Liver steatosis induced by per- and polyfluoroalkyl substances exerts a limited influence on heterocyclic aromatic amine-mediated DNA damage at population-relevant exposure levels.

Abstract

The human population is chronically exposed to complex mixtures of environmental contaminants. However, classical toxicological risk assessment still relies mainly on individual compound testing, often at high concentrations and over short treatment durations that poorly reflect real-life exposure. In this study, we investigated per- and polyfluoroalkyl substances (PFAS) and heterocyclic aromatic amines (HAA) mixtures at concentrations aligned with human serum measurements using mechanistic knowledge of each compound.

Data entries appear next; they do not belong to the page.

//! Introspection of the procedure database itself

use super::prelude::*;
use std::sync::Arc;

pub struct PdbProcExists;
pub struct PdbQuery;
pub struct PdbProcInfo;
pub struct PdbProcArg;
pub struct PdbProcVal;

fn procedure_name() -> ParamSpec {
    ParamSpec::string("procedure-name", "The procedure name")
}

fn find(call: &CallContext, name: &str) -> Result<Arc<procdb::Procedure>, ProcError> {
    call.session().registry().lookup(name)
        .map_err(|e| ProcError::execution(e.to_string()))
}

#[async_trait]
impl Invoker for PdbProcExists {
    fn def(&self) -> ProcDef {
        def("pdb-proc-exists", "Checks if the specified procedure exists in the procedural database")
            .param(procedure_name())
            .ret(ParamSpec::int32("exists", "Whether a procedure of that name is registered").int_range(0, 1))
    }

    async fn invoke(&self, call: &CallContext, args: Vec<Value>) -> Result<Vec<Value>, ProcError> {
        let name = str_arg(&args, 0)?;
        Ok(vec![Value::from(call.session().registry().contains(name))])
    }
}

#[async_trait]
impl Invoker for PdbQuery {
    fn def(&self) -> ProcDef {
        def("pdb-query", "Queries the procedural database for its contents using regular expression matching")
            .help("Matches against procedure names and blurbs; an empty pattern matches everything")
            .param(ParamSpec::string("pattern", "Regular expression"))
            .ret(ParamSpec::int32("num-matches", "The number of matching procedures"))
            .ret(ParamSpec::new("procedure-names", ArgType::StringArray, "The list of procedure names")
                .sized_by("num-matches"))
    }

    async fn invoke(&self, call: &CallContext, args: Vec<Value>) -> Result<Vec<Value>, ProcError> {
        let pattern = str_arg(&args, 0)?;
        let names = call.session().registry().query(pattern)
            .map_err(|e| ProcError::execution(format!("invalid pattern: {}", e)))?;
        Ok(vec![Value::Int32(names.len() as i32), Value::StringArray(names)])
    }
}

#[async_trait]
impl Invoker for PdbProcInfo {
    fn def(&self) -> ProcDef {
        def("pdb-proc-info", "Queries the procedural database for information on the specified procedure")
            .param(procedure_name())
            .ret(ParamSpec::string("blurb", "A short blurb"))
            .ret(ParamSpec::string("help", "Detailed procedure help"))
            .ret(ParamSpec::string("author", "Author(s) of the procedure"))
            .ret(ParamSpec::string("copyright", "The copyright"))
            .ret(ParamSpec::string("date", "Copyright date"))
            .ret(ParamSpec::int32("proc-type", "The procedure type").int_range(0, 3))
            .ret(ParamSpec::int32("num-args", "The number of input arguments"))
            .ret(ParamSpec::int32("num-values", "The number of return values"))
    }

    async fn invoke(&self, call: &CallContext, args: Vec<Value>) -> Result<Vec<Value>, ProcError> {
        let proc = find(call, str_arg(&args, 0)?)?;
        let def = &proc.def;
        Ok(vec![
            def.blurb.clone().into(),
            def.help.clone().into(),
            def.author.clone().into(),
            def.copyright.clone().into(),
            def.date.clone().into(),
            Value::Int32(def.kind.code() as i32),
            Value::Int32(def.params.len() as i32),
            Value::Int32(def.returns.len() as i32),
        ])
    }
}

fn slot_def(name: &str, blurb: &str, which: &str) -> ProcDef {
    def(name, blurb)
        .param(procedure_name())
        .param(ParamSpec::int32(which, "The slot number, starting at 0"))
        .ret(ParamSpec::int32("type", "The type code of the slot"))
        .ret(ParamSpec::string("name", "The name of the slot"))
        .ret(ParamSpec::string("description", "A description of the slot"))
}

fn describe_slot(slots: &[ParamSpec], index: i32, procedure: &str) -> Result<Vec<Value>, ProcError> {
    let spec = usize::try_from(index).ok()
        .and_then(|i| slots.get(i))
        .ok_or_else(|| ProcError::execution(format!("{} has no slot {}", procedure, index)))?;
    Ok(vec![
        Value::Int32(spec.arg_type.code() as i32),
        spec.name.clone().into(),
        spec.description.clone().into(),
    ])
}

#[async_trait]
impl Invoker for PdbProcArg {
    fn def(&self) -> ProcDef {
        slot_def("pdb-proc-arg", "Queries the procedural database for information on one argument", "arg-num")
    }

    async fn invoke(&self, call: &CallContext, args: Vec<Value>) -> Result<Vec<Value>, ProcError> {
        let proc = find(call, str_arg(&args, 0)?)?;
        describe_slot(&proc.def.params, int_arg(&args, 1)?, proc.name())
    }
}

#[async_trait]
impl Invoker for PdbProcVal {
    fn def(&self) -> ProcDef {
        slot_def("pdb-proc-val", "Queries the procedural database for information on one return value", "val-num")
    }

    async fn invoke(&self, call: &CallContext, args: Vec<Value>) -> Result<Vec<Value>, ProcError> {
        let proc = find(call, str_arg(&args, 0)?)?;
        describe_slot(&proc.def.returns, int_arg(&args, 1)?, proc.name())
    }
}
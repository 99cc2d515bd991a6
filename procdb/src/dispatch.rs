//! Dispatcher
//!
//! `execute` is the single entry point for running a procedure. Every call
//! produces exactly one `ProcResult`: lookup and validation failures become
//! `CallingError` before any handler runs, handler failures keep the status
//! the handler chose, and plug-in failures arrive as `ExecutionError`.

use crate::{CallContext, Handler, ProcFrame, Session};
use procdb_core::{check_returns, fill_defaults, validate_args, Context, ProcResult, Progress, Value};
use std::future::Future;
use std::pin::Pin;
use std::sync::Arc;

/// Boxed future returned by the recursive entry points
pub type BoxFuture<'a, T> = Pin<Box<dyn Future<Output = T> + Send + 'a>>;

/// Who a call is made on behalf of
///
/// The root caller is the session itself (core code, scripts, the server).
/// Calls a plug-in makes back into the host carry that plug-in's frame.
#[derive(Clone, Default)]
pub struct Caller {
    frame: Option<Arc<ProcFrame>>,
    progress: Option<Arc<dyn Progress>>,
}

impl Caller {
    pub fn root() -> Self {
        Self::default()
    }

    pub fn from_frame(frame: Arc<ProcFrame>) -> Self {
        Self { frame: Some(frame), progress: None }
    }

    /// Report through `progress`; cancelling it cancels the call
    pub fn with_progress(mut self, progress: Arc<dyn Progress>) -> Self {
        self.progress = Some(progress);
        self
    }

    pub fn frame(&self) -> Option<&Arc<ProcFrame>> {
        self.frame.as_ref()
    }

    /// Explicit progress, else whatever the calling frame already reports to
    pub fn progress(&self) -> Option<Arc<dyn Progress>> {
        match &self.progress {
            Some(p) => Some(p.clone()),
            None => self.frame.as_ref().and_then(|f| f.current_progress()),
        }
    }

    pub fn context(&self, session: &Session) -> Context {
        match &self.frame {
            Some(frame) => frame.context(),
            None => session.context().clone(),
        }
    }

    /// Whether the call chain already runs inside `plug_in`
    pub fn in_plug_in(&self, plug_in: &str) -> bool {
        self.frame.as_ref().is_some_and(|f| f.in_chain(plug_in))
    }
}

impl Session {
    /// Run `name` as the root caller
    pub async fn execute(&self, name: &str, args: Vec<Value>) -> ProcResult {
        self.execute_as(&Caller::root(), name, args).await
    }

    /// Run `name` on behalf of `caller`
    pub fn execute_as<'a>(&'a self, caller: &'a Caller, name: &'a str, args: Vec<Value>) -> BoxFuture<'a, ProcResult> {
        Box::pin(self.dispatch(caller, name, args, false))
    }

    /// Like `execute`, padding omitted trailing arguments with defaults
    pub async fn execute_with_defaults(&self, name: &str, args: Vec<Value>) -> ProcResult {
        self.execute_with_defaults_as(&Caller::root(), name, args).await
    }

    pub fn execute_with_defaults_as<'a>(
        &'a self,
        caller: &'a Caller,
        name: &'a str,
        args: Vec<Value>,
    ) -> BoxFuture<'a, ProcResult> {
        Box::pin(self.dispatch(caller, name, args, true))
    }

    async fn dispatch(&self, caller: &Caller, name: &str, args: Vec<Value>, fill: bool) -> ProcResult {
        let procedure = match self.registry().lookup(name) {
            Ok(p) => p,
            Err(e) => {
                tracing::debug!(procedure = %name, "unknown procedure");
                return ProcResult::calling_error(e);
            }
        };

        let args = if fill {
            match fill_defaults(name, &procedure.def.params, args) {
                Ok(args) => args,
                Err(e) => return ProcResult::calling_error(e),
            }
        } else {
            args
        };

        if let Err(e) = validate_args(name, &procedure.def.params, &args, self.objects()) {
            tracing::debug!(procedure = %name, error = %e, "rejected call");
            return ProcResult::calling_error(e);
        }

        tracing::debug!(procedure = %name, kind = %procedure.kind(), args = args.len(), "dispatch");

        let result = match &procedure.handler {
            Handler::Internal(invoker) => {
                let call = CallContext::new(self.clone(), caller.clone(), name);
                match invoker.invoke(&call, args).await {
                    Ok(values) => ProcResult::success(values),
                    Err(e) => e.into(),
                }
            }
            Handler::Plugin { plug_in } => {
                self.plugins().run(self, caller, procedure.clone(), plug_in, args).await
            }
        };

        if result.is_success() {
            for problem in check_returns(&procedure.def.returns, &result.returns) {
                tracing::warn!(procedure = %name, "return signature mismatch: {}", problem);
            }
        }

        result
    }
}
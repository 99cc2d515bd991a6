//! procdb Core - Fundamental types
//!
//! This crate provides the type system shared by every procdb crate:
//! - `Value` / `ArgType`: tagged argument values and their wire tags
//! - `ParamSpec` / `ProcDef`: procedure signatures with constraints
//! - `validate`: contract checks run before any handler
//! - `ProcResult` / `PdbError`: call outcomes and structured errors
//! - collaborator interfaces: live objects, context, progress

mod types;
mod value;
mod procdef;
mod error;
mod status;
mod validate;
mod defaults;
mod objects;
mod context;
mod progress;

pub use types::{ArgType, ObjectKind, ProcedureKind};
pub use value::{Color, ObjectId, Value};
pub use procdef::{Constraint, ParamSpec, ProcDef};
pub use error::{codes, ParamRef, PdbError};
pub use status::{ProcError, ProcResult, Status};
pub use validate::{check_returns, validate, validate_args};
pub use defaults::{default_for, fill_defaults};
pub use objects::{Buffer, ObjectInfo, ObjectResolver, ObjectStore, Palette};
pub use context::{Context, ContextKey};
pub use progress::{cancelled, Progress, ProgressHandle, ProgressState};

/// Prelude for convenient imports
pub mod prelude {
    pub use crate::{
        ArgType, Color, ObjectId, ObjectKind, ParamSpec, PdbError, ProcDef, ProcError,
        ProcResult, ProcedureKind, Status, Value,
    };
    pub use crate::error::codes;
}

To evaluate mixture effects, we employed Hepoid®, a 3D human liver model composed of polarized, proliferative, metabolically active, and highly differentiated HepaRG cells for long-term cultures. At human population internal exposure levels, PFAS and HAAs, alone or in combination, induced steatosis measured by automated lipid droplet quantification along with early transcriptional stress responses, without increased DNA damage under mixture conditions, as assessed by 3 complementary genotoxicity and mutagenesis assays (comet assay, γH2AX immunolabelling and micronucleus assay). Overall, this study highlights the importance of concentrations, treatment duration and human-relevant metabolic competence in determining toxic outcomes. By reproducing realistic exposure scenarios in an advanced human liver model sensitive to low-dose mixture effects, this work contributes to improving human relevance of chemical risk assessment.